Figure 1.

Chemical yeast two-hybrid screen of a BdPYL3-mutant panel. (A) Solved structure of a receptor/ABA/PP2C complex (AtPYL2, ABA, and AtHAB1 in pink, red, and green, respectively) was used to predict 25 ligand cavity lining residues (<5 Å from ABA, highlighted in blue).¹⁵ A collection of 475 pBD-GAL4 plasmids carrying all possible substitutions at these positions was created by site-targeted mutagenesis and transformed separately into a pACT2-BdPP2C44-harboring Y2H strain (Y190). All lines were challenged with each herbicide and tested for induced PYL-PP2C interaction by LacZ activity assay.

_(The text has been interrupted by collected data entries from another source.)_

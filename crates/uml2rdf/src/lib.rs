//! Convert annotated UML model graphs to RDF vocabularies.
//!
//! A model document (packages, classifiers, connectors, diagrams and
//! their tagged values) is loaded into a [`model::registry::DataRegistry`],
//! pushed through the converter pipeline, and serialized as N-Quads.

pub mod config;
pub mod converter;
pub mod emitter;
pub mod error;
pub mod extraction;
pub mod model;
pub mod rdf;
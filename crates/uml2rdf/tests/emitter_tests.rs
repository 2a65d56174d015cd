use uml2rdf::emitter::NQuadsEmitter;
use uml2rdf::rdf::{Quad, Term};

#[test]
fn named_node_object() {
    let mut buf = Vec::new();
    let mut em = NQuadsEmitter::new(&mut buf);
    em.emit(&Quad::new(
        "http://example.org/s",
        "http://example.org/p",
        Term::named("http://example.org/o"),
    ))
    .unwrap();
    let out = String::from_utf8(buf).unwrap();
    assert_eq!(
        out,
        "<http://example.org/s> <http://example.org/p> <http://example.org/o> .\n"
    );
}

#[test]
fn plain_literal_object() {
    let mut buf = Vec::new();
    let mut em = NQuadsEmitter::new(&mut buf);
    em.emit(&Quad::new(
        "http://example.org/s",
        "http://example.org/name",
        Term::literal("hello world"),
    ))
    .unwrap();
    let out = String::from_utf8(buf).unwrap();
    assert_eq!(
        out,
        "<http://example.org/s> <http://example.org/name> \"hello world\" .\n"
    );
}

#[test]
fn language_tagged_literal() {
    let mut buf = Vec::new();
    let mut em = NQuadsEmitter::new(&mut buf);
    em.emit(&Quad::new(
        "http://example.org/s",
        "http://example.org/label",
        Term::lang_literal("persoon", "nl"),
    ))
    .unwrap();
    let out = String::from_utf8(buf).unwrap();
    assert_eq!(
        out,
        "<http://example.org/s> <http://example.org/label> \"persoon\"@nl .\n"
    );
}

#[test]
fn typed_literal() {
    let mut buf = Vec::new();
    let mut em = NQuadsEmitter::new(&mut buf);
    em.emit(&Quad::new(
        "http://example.org/s",
        "http://example.org/p",
        Term::Literal {
            value: "42".to_string(),
            language: None,
            datatype: Some("http://www.w3.org/2001/XMLSchema#integer".to_string()),
        },
    ))
    .unwrap();
    let out = String::from_utf8(buf).unwrap();
    assert_eq!(
        out,
        "<http://example.org/s> <http://example.org/p> \"42\"^^<http://www.w3.org/2001/XMLSchema#integer> .\n"
    );
}

#[test]
fn named_graph_term_is_appended() {
    let mut buf = Vec::new();
    let mut em = NQuadsEmitter::new(&mut buf);
    let mut quad = Quad::new(
        "http://example.org/s",
        "http://example.org/p",
        Term::named("http://example.org/o"),
    );
    quad.graph = Some("http://example.org/g".to_string());
    em.emit(&quad).unwrap();
    let out = String::from_utf8(buf).unwrap();
    assert_eq!(
        out,
        "<http://example.org/s> <http://example.org/p> <http://example.org/o> <http://example.org/g> .\n"
    );
}

#[test]
fn escape_special_chars() {
    let mut buf = Vec::new();
    let mut em = NQuadsEmitter::new(&mut buf);
    em.emit(&Quad::new(
        "http://example.org/s",
        "http://example.org/p",
        Term::literal("line1\nline2\ttab\\slash\"quote"),
    ))
    .unwrap();
    let out = String::from_utf8(buf).unwrap();
    assert!(out.contains("\\n"));
    assert!(out.contains("\\t"));
    assert!(out.contains("\\\\"));
    assert!(out.contains("\\\""));
}

#[test]
fn escape_control_chars() {
    let mut buf = Vec::new();
    let mut em = NQuadsEmitter::new(&mut buf);
    // \x01 is a control char that should be escaped as 
    em.emit(&Quad::new(
        "http://example.org/s",
        "http://example.org/p",
        Term::literal("a\x01b"),
    ))
    .unwrap();
    let out = String::from_utf8(buf).unwrap();
    assert!(out.contains("\\u0001"), "Expected \\u0001 in: {out}");
}

#[test]
fn unicode_passthrough() {
    let mut buf = Vec::new();
    let mut em = NQuadsEmitter::new(&mut buf);
    // Non-ASCII characters above U+001F should pass through unchanged
    em.emit(&Quad::new(
        "http://example.org/s",
        "http://example.org/p",
        Term::literal("cafe\u{0301}"),
    ))
    .unwrap();
    let out = String::from_utf8(buf).unwrap();
    assert!(
        out.contains("cafe\u{0301}"),
        "Unicode should pass through: {out}"
    );
}

#[test]
fn quad_count_tracks_emissions() {
    let mut buf = Vec::new();
    let mut em = NQuadsEmitter::new(&mut buf);
    assert_eq!(em.quad_count(), 0);
    let quads = vec![
        Quad::new(
            "http://example.org/s",
            "http://example.org/p",
            Term::named("http://example.org/o"),
        ),
        Quad::new(
            "http://example.org/s",
            "http://example.org/p",
            Term::literal("v"),
        ),
    ];
    em.emit_all(&quads).unwrap();
    assert_eq!(em.quad_count(), 2);
}

#[test]
fn flush_succeeds() {
    let mut buf = Vec::new();
    let mut em = NQuadsEmitter::new(&mut buf);
    em.emit(&Quad::new(
        "http://example.org/s",
        "http://example.org/p",
        Term::named("http://example.org/o"),
    ))
    .unwrap();
    assert!(em.flush().is_ok());
}
//! Shared triple-building helpers used by every handler once URIs are
//! available: definitions, labels, usage notes, status, passthrough tags,
//! and scope classification.

use log::{error, info, warn};

use crate::config::ConvertConfig;
use crate::error::ConvertError;
use crate::model::tags::{base_tag_name, TagRole};
use crate::model::ModelObject;
use crate::rdf::vocab::vm;
use crate::rdf::{Quad, Term};

use super::tags::language_literals;
use super::uri_registry::UriRegistry;

/// Scope of an entity's assigned URI relative to its package base URI
/// and the publication environment.
#[derive(Debug, Clone, Copy, PartialEq, Eq)]
pub enum Scope {
    Undefined,
    External,
    InPublicationEnvironment,
    InPackage,
}

impl Scope {
    pub fn as_iri(self) -> &'static str {
        match self {
            Scope::Undefined => vm::SCOPE_UNDEFINED,
            Scope::External => vm::SCOPE_EXTERNAL,
            Scope::InPublicationEnvironment => vm::SCOPE_IN_PUBLICATION_ENVIRONMENT,
            Scope::InPackage => vm::SCOPE_IN_PACKAGE,
        }
    }
}

/// Add all tag-derived information for an entity to `quads`.
pub fn add_entity_information(
    config: &ConvertConfig,
    object: &dyn ModelObject,
    subject: &str,
    quads: &mut Vec<Quad>,
) {
    add_definitions(config, object, subject, quads);
    add_labels(config, object, subject, quads);
    add_usage_notes(config, object, subject, quads);
    add_status(config, object, subject, quads);
    if config.all_tags {
        add_other_tags(config, object, subject, quads);
    }
}

pub fn add_definitions(
    config: &ConvertConfig,
    object: &dyn ModelObject,
    subject: &str,
    quads: &mut Vec<Quad>,
) {
    add_values(
        language_literals(config, object, TagRole::ApDefinition),
        subject,
        vm::AP_DEFINITION,
        quads,
    );
    add_values(
        language_literals(config, object, TagRole::Definition),
        subject,
        vm::VOC_DEFINITION,
        quads,
    );
}

pub fn add_labels(
    config: &ConvertConfig,
    object: &dyn ModelObject,
    subject: &str,
    quads: &mut Vec<Quad>,
) {
    add_values(
        language_literals(config, object, TagRole::ApLabel),
        subject,
        vm::AP_LABEL,
        quads,
    );
    add_values(
        language_literals(config, object, TagRole::Label),
        subject,
        vm::VOC_LABEL,
        quads,
    );

    // The name as it appears on the diagram is always provided.
    quads.push(Quad::new(
        subject,
        vm::DIAGRAM_LABEL,
        Term::lang_literal(object.name(), &config.language),
    ));
}

pub fn add_usage_notes(
    config: &ConvertConfig,
    object: &dyn ModelObject,
    subject: &str,
    quads: &mut Vec<Quad>,
) {
    add_values(
        language_literals(config, object, TagRole::ApUsageNote),
        subject,
        vm::AP_USAGE_NOTE,
        quads,
    );
    add_values(
        language_literals(config, object, TagRole::UsageNote),
        subject,
        vm::VOC_USAGE_NOTE,
        quads,
    );

    if let Some(notes) = object.notes() {
        quads.push(Quad::new(
            subject,
            vm::DIAGRAM_NOTES,
            Term::lang_literal(notes, &config.language),
        ));
    }
}

/// Validate and emit the status triple.
///
/// No status tag means no triple and no warning. A value outside the
/// enumerated valid set is dropped with a warning.
pub fn add_status(
    config: &ConvertConfig,
    object: &dyn ModelObject,
    subject: &str,
    quads: &mut Vec<Quad>,
) {
    let statuses = language_literals(config, object, TagRole::Status);
    let Some(status) = statuses.first().and_then(Term::literal_value) else {
        return;
    };

    if vm::VALID_STATUSES.contains(&status) {
        quads.push(Quad::new(subject, vm::STATUS, Term::named(status)));
    } else {
        warn!(
            "incorrect status found for ({}); the status will be ignored",
            object.path()
        );
    }
}

/// Emit unrecognized tags under the generic `any:` passthrough predicate.
pub fn add_other_tags(
    config: &ConvertConfig,
    object: &dyn ModelObject,
    subject: &str,
    quads: &mut Vec<Quad>,
) {
    let unknown_bases: Vec<&str> = {
        let mut bases: Vec<&str> = object
            .tags()
            .iter()
            .map(|t| base_tag_name(&t.name))
            .filter(|base| !TagRole::is_recognized(base))
            .collect();
        bases.dedup();
        bases
    };

    if unknown_bases.is_empty() {
        return;
    }

    info!(
        "unknown tags for entity ({}): {}; these tags will be added",
        object.path(),
        unknown_bases.join(", ")
    );

    let mut seen: Vec<String> = Vec::new();
    for base in unknown_bases {
        if seen.iter().any(|s| s == base) {
            continue;
        }
        seen.push(base.to_string());
        let values = language_literals_for_base(config, object, base);
        add_values(values, subject, &vm::any(base), quads);
    }
}

/// Classify and emit the scope triple for an entity's assigned URI.
///
/// The package-containment check runs after the publication-environment
/// check and overrides it, since it is the more specific claim. No URI
/// means no triple, only a warning.
pub fn add_scope(
    config: &ConvertConfig,
    object: &dyn ModelObject,
    subject: &str,
    package_base_uri: &str,
    uris: &UriRegistry,
    quads: &mut Vec<Quad>,
) {
    let Some(uri) = uris.assigned_uri(object.id()) else {
        warn!(
            "unable to find the URI for entity ({}); setting scope to Undefined",
            object.path()
        );
        return;
    };

    let mut scope = Scope::External;
    if uri.as_str().starts_with(&config.publication_environment) {
        scope = Scope::InPublicationEnvironment;
    }
    if uri.as_str().starts_with(package_base_uri) {
        scope = Scope::InPackage;
    }

    quads.push(Quad::new(subject, vm::SCOPE, Term::named(scope.as_iri())));
}

/// Check a required value's presence. Absence is fatal unless debug mode
/// downgrades it to an error log; the caller skips the entity when this
/// returns `true`.
pub fn require_value(
    config: &ConvertConfig,
    present: bool,
    message: String,
) -> Result<bool, ConvertError> {
    if present {
        return Ok(false);
    }
    if config.debug {
        error!("{message}");
        return Ok(true);
    }
    Err(ConvertError::MissingValue(message))
}

fn add_values(values: Vec<Term>, subject: &str, predicate: &str, quads: &mut Vec<Quad>) {
    for value in values {
        quads.push(Quad::new(subject, predicate, value));
    }
}

/// Same resolution as [`language_literals`] but for a base name outside
/// the closed role contract (passthrough tags).
fn language_literals_for_base(
    config: &ConvertConfig,
    object: &dyn ModelObject,
    base: &str,
) -> Vec<Term> {
    use crate::model::tags::Language;

    let mut resolved: Vec<(String, String)> = Vec::new();
    for tag in object
        .tags()
        .iter()
        .filter(|t| base_tag_name(&t.name) == base)
    {
        let suffix = tag.name.rsplit_once('-').map(|(_, s)| s).unwrap_or(&tag.name);
        let language = if Language::is_known(suffix) {
            suffix
        } else {
            &config.language
        };
        if tag.value.is_empty() {
            warn!(
                "entity ({}) has an empty value for tag ({})",
                object.path(),
                tag.name
            );
            continue;
        }
        match resolved.iter_mut().find(|(lang, _)| lang == language) {
            Some((_, value)) => {
                warn!(
                    "entity ({}) already has a value for tag ({}) in language ({language}); overwriting",
                    object.path(),
                    tag.name
                );
                *value = tag.value.clone();
            }
            None => resolved.push((language.to_string(), tag.value.clone())),
        }
    }
    resolved
        .into_iter()
        .map(|(language, value)| Term::lang_literal(value.trim(), language))
        .collect()
}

Plates were photographed under consistent illumination, and staining intensity was assessed manually according to a fixed 0–5 intensity ladder. (B) A partial report of this screen, containing all ″hits″ is provided in a heat-map format, with each row specifying a variant and each column representing a different herbicide. Chemical structures of compounds, for which induced receptor variants were or were not identified, are shown in green or red rectangles, respectively (C, D). Color-coded circles assign herbicides to different groups according to HRAC classification, with mode-of-action (MOA) classes indicated in parentheses. Chemical families within MOA classes are also specified if more than one family was represented in the screen. Class 1 compounds (acetyl-CoA carboxylase inhibitors) were tested in their pro-herbicide form—see Table S1 for more details.